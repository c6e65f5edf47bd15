//! Prometheus metrics for the sync service: HTTP admin surface latency, and
//! the `RetryExecutor`/`CircuitBreaker` attempt/failure/state gauges that
//! govern every remote call. Ambient operability per §9 — carried even
//! though the spec's Non-goals exclude product-level metrics such as
//! inventory reconciliation.

#![allow(dead_code)]

use metrics::{counter, gauge, histogram};
use metrics_exporter_prometheus::{Matcher, PrometheusBuilder, PrometheusHandle};

/// Metric names as constants for consistency.
pub mod names {
    // HTTP admin surface
    pub const HTTP_REQUESTS_TOTAL: &str = "http_requests_total";
    pub const HTTP_REQUEST_DURATION_SECONDS: &str = "http_request_duration_seconds";

    // Poll cycles
    pub const POLL_CYCLES_TOTAL: &str = "poll_cycles_total";
    pub const POLL_CYCLE_DURATION_SECONDS: &str = "poll_cycle_duration_seconds";
    pub const ORDERS_POLLED_TOTAL: &str = "orders_polled_total";
    pub const ORDERS_CREATED_TOTAL: &str = "orders_created_total";
    pub const ORDERS_UPDATED_TOTAL: &str = "orders_updated_total";
    pub const ORDER_SYNC_ERRORS_TOTAL: &str = "order_sync_errors_total";

    // Retry / circuit breaker fabric
    pub const RETRY_ATTEMPTS_TOTAL: &str = "retry_attempts_total";
    pub const RETRY_RETRIES_TOTAL: &str = "retry_retries_total";
    pub const RETRY_FAILURES_TOTAL: &str = "retry_failures_total";
    pub const CIRCUIT_BREAKER_STATE: &str = "circuit_breaker_state";
}

/// Label keys.
pub mod labels {
    pub const METHOD: &str = "method";
    pub const ENDPOINT: &str = "endpoint";
    pub const STATUS: &str = "status";
    pub const EXECUTOR: &str = "executor";
}

/// Initializes the Prometheus metrics exporter. Returns a handle whose
/// `render()` backs the `/metrics` surface, matching the teacher's own
/// `metrics-exporter-prometheus` setup.
pub fn init_metrics() -> PrometheusHandle {
    let builder = PrometheusBuilder::new()
        .set_buckets_for_metric(
            Matcher::Full(names::HTTP_REQUEST_DURATION_SECONDS.to_string()),
            &[0.001, 0.005, 0.01, 0.025, 0.05, 0.1, 0.25, 0.5, 1.0, 2.5, 5.0],
        )
        .unwrap()
        .set_buckets_for_metric(
            Matcher::Full(names::POLL_CYCLE_DURATION_SECONDS.to_string()),
            &[0.1, 0.5, 1.0, 5.0, 10.0, 30.0, 60.0, 120.0, 300.0],
        )
        .unwrap();

    builder.install_recorder().expect("failed to install Prometheus recorder")
}

pub fn record_http_request(method: &str, endpoint: &str, status: u16, duration_seconds: f64) {
    counter!(
        names::HTTP_REQUESTS_TOTAL,
        labels::METHOD => method.to_string(),
        labels::ENDPOINT => endpoint.to_string(),
        labels::STATUS => status.to_string(),
    )
    .increment(1);
    histogram!(
        names::HTTP_REQUEST_DURATION_SECONDS,
        labels::METHOD => method.to_string(),
        labels::ENDPOINT => endpoint.to_string(),
    )
    .record(duration_seconds);
}

pub fn record_poll_cycle(status: &str, duration_seconds: f64, polled: u32, created: u32, updated: u32, errors: u32) {
    counter!(names::POLL_CYCLES_TOTAL, labels::STATUS => status.to_string()).increment(1);
    histogram!(names::POLL_CYCLE_DURATION_SECONDS).record(duration_seconds);
    counter!(names::ORDERS_POLLED_TOTAL).increment(polled as u64);
    counter!(names::ORDERS_CREATED_TOTAL).increment(created as u64);
    counter!(names::ORDERS_UPDATED_TOTAL).increment(updated as u64);
    counter!(names::ORDER_SYNC_ERRORS_TOTAL).increment(errors as u64);
}

/// Called after every `RetryExecutor::execute` attempt to mirror the
/// in-process `ExecutorMetricsSnapshot` into Prometheus.
pub fn record_retry_snapshot(executor: &str, snapshot: &crate::retry::ExecutorMetricsSnapshot) {
    counter!(names::RETRY_ATTEMPTS_TOTAL, labels::EXECUTOR => executor.to_string())
        .absolute(snapshot.total_attempts);
    counter!(names::RETRY_RETRIES_TOTAL, labels::EXECUTOR => executor.to_string())
        .absolute(snapshot.total_retries);
    counter!(names::RETRY_FAILURES_TOTAL, labels::EXECUTOR => executor.to_string())
        .absolute(snapshot.total_failures);
}

pub fn record_circuit_state(executor: &str, state: crate::retry::CircuitState) {
    let value = match state {
        crate::retry::CircuitState::Closed => 0.0,
        crate::retry::CircuitState::HalfOpen => 1.0,
        crate::retry::CircuitState::Open => 2.0,
    };
    gauge!(names::CIRCUIT_BREAKER_STATE, labels::EXECUTOR => executor.to_string()).set(value);
}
════════
Word for word, print the listing above once more.

repository c6e65f5edf47bd15
//! Prometheus metrics for the sync service: HTTP admin surface latency, and
//! the `RetryExecutor`/`CircuitBreaker` attempt/failure/state gauges that
//! govern every remote call. Ambient operability per §9 — carried even
//! though the spec's Non-goals exclude product-level metrics such as
//! inventory reconciliation.

#![allow(dead_code)]

use metrics::{counter, gauge, histogram};
use metrics_exporter_prometheus::{Matcher, PrometheusBuilder, PrometheusHandle};

/// Metric names as constants for consistency.
pub mod names {
    // HTTP admin surface
    pub const HTTP_REQUESTS_TOTAL: &str = "http_requests_total";
    pub const HTTP_REQUEST_DURATION_SECONDS: &str = "http_request_duration_seconds";

    // Poll cycles
    pub const POLL_CYCLES_TOTAL: &str = "poll_cycles_total";
    pub const POLL_CYCLE_DURATION_SECONDS: &str = "poll_cycle_duration_seconds";
    pub const ORDERS_POLLED_TOTAL: &str = "orders_polled_total";
    pub const ORDERS_CREATED_TOTAL: &str = "orders_created_total";
    pub const ORDERS_UPDATED_TOTAL: &str = "orders_updated_total";
    pub const ORDER_SYNC_ERRORS_TOTAL: &str = "order_sync_errors_total";

    // Retry / circuit breaker fabric
    pub const RETRY_ATTEMPTS_TOTAL: &str = "retry_attempts_total";
    pub const RETRY_RETRIES_TOTAL: &str = "retry_retries_total";
    pub const RETRY_FAILURES_TOTAL: &str = "retry_failures_total";
    pub const CIRCUIT_BREAKER_STATE: &str = "circuit_breaker_state";
}

/// Label keys.
pub mod labels {
    pub const METHOD: &str = "method";
    pub const ENDPOINT: &str = "endpoint";
    pub const STATUS: &str = "status";
    pub const EXECUTOR: &str = "executor";
}

/// Initializes the Prometheus metrics exporter. Returns a handle whose
/// `render()` backs the `/metrics` surface, matching the teacher's own
/// `metrics-exporter-prometheus` setup.
pub fn init_metrics() -> PrometheusHandle {
    let builder = PrometheusBuilder::new()
        .set_buckets_for_metric(
            Matcher::Full(names::HTTP_REQUEST_DURATION_SECONDS.to_string()),
            &[0.001, 0.005, 0.01, 0.025, 0.05, 0.1, 0.25, 0.5, 1.0, 2.5, 5.0],
        )
        .unwrap()
        .set_buckets_for_metric(
            Matcher::Full(names::POLL_CYCLE_DURATION_SECONDS.to_string()),
            &[0.1, 0.5, 1.0, 5.0, 10.0, 30.0, 60.0, 120.0, 300.0],
        )
        .unwrap();

    builder.install_recorder().expect("failed to install Prometheus recorder")
}

pub fn record_http_request(method: &str, endpoint: &str, status: u16, duration_seconds: f64) {
    counter!(
        names::HTTP_REQUESTS_TOTAL,
        labels::METHOD => method.to_string(),
        labels::ENDPOINT => endpoint.to_string(),
        labels::STATUS => status.to_string(),
    )
    .increment(1);
    histogram!(
        names::HTTP_REQUEST_DURATION_SECONDS,
        labels::METHOD => method.to_string(),
        labels::ENDPOINT => endpoint.to_string(),
    )
    .record(duration_seconds);
}

pub fn record_poll_cycle(status: &str, duration_seconds: f64, polled: u32, created: u32, updated: u32, errors: u32) {
    counter!(names::POLL_CYCLES_TOTAL, labels::STATUS => status.to_string()).increment(1);
    histogram!(names::POLL_CYCLE_DURATION_SECONDS).record(duration_seconds);
    counter!(names::ORDERS_POLLED_TOTAL).increment(polled as u64);
    counter!(names::ORDERS_CREATED_TOTAL).increment(created as u64);
    counter!(names::ORDERS_UPDATED_TOTAL).increment(updated as u64);
    counter!(names::ORDER_SYNC_ERRORS_TOTAL).increment(errors as u64);
}

/// Called after every `RetryExecutor::execute` attempt to mirror the
/// in-process `ExecutorMetricsSnapshot` into Prometheus.
pub fn record_retry_snapshot(executor: &str, snapshot: &crate::retry::ExecutorMetricsSnapshot) {
    counter!(names::RETRY_ATTEMPTS_TOTAL, labels::EXECUTOR => executor.to_string())
        .absolute(snapshot.total_attempts);
    counter!(names::RETRY_RETRIES_TOTAL, labels::EXECUTOR => executor.to_string())
        .absolute(snapshot.total_retries);
    counter!(names::RETRY_FAILURES_TOTAL, labels::EXECUTOR => executor.to_string())
        .absolute(snapshot.total_failures);
}

pub fn record_circuit_state(executor: &str, state: crate::retry::CircuitState) {
    let value = match state {
        crate::retry::CircuitState::Closed => 0.0,
        crate::retry::CircuitState::HalfOpen => 1.0,
        crate::retry::CircuitState::Open => 2.0,
    };
    gauge!(names::CIRCUIT_BREAKER_STATE, labels::EXECUTOR => executor.to_string()).set(value);
}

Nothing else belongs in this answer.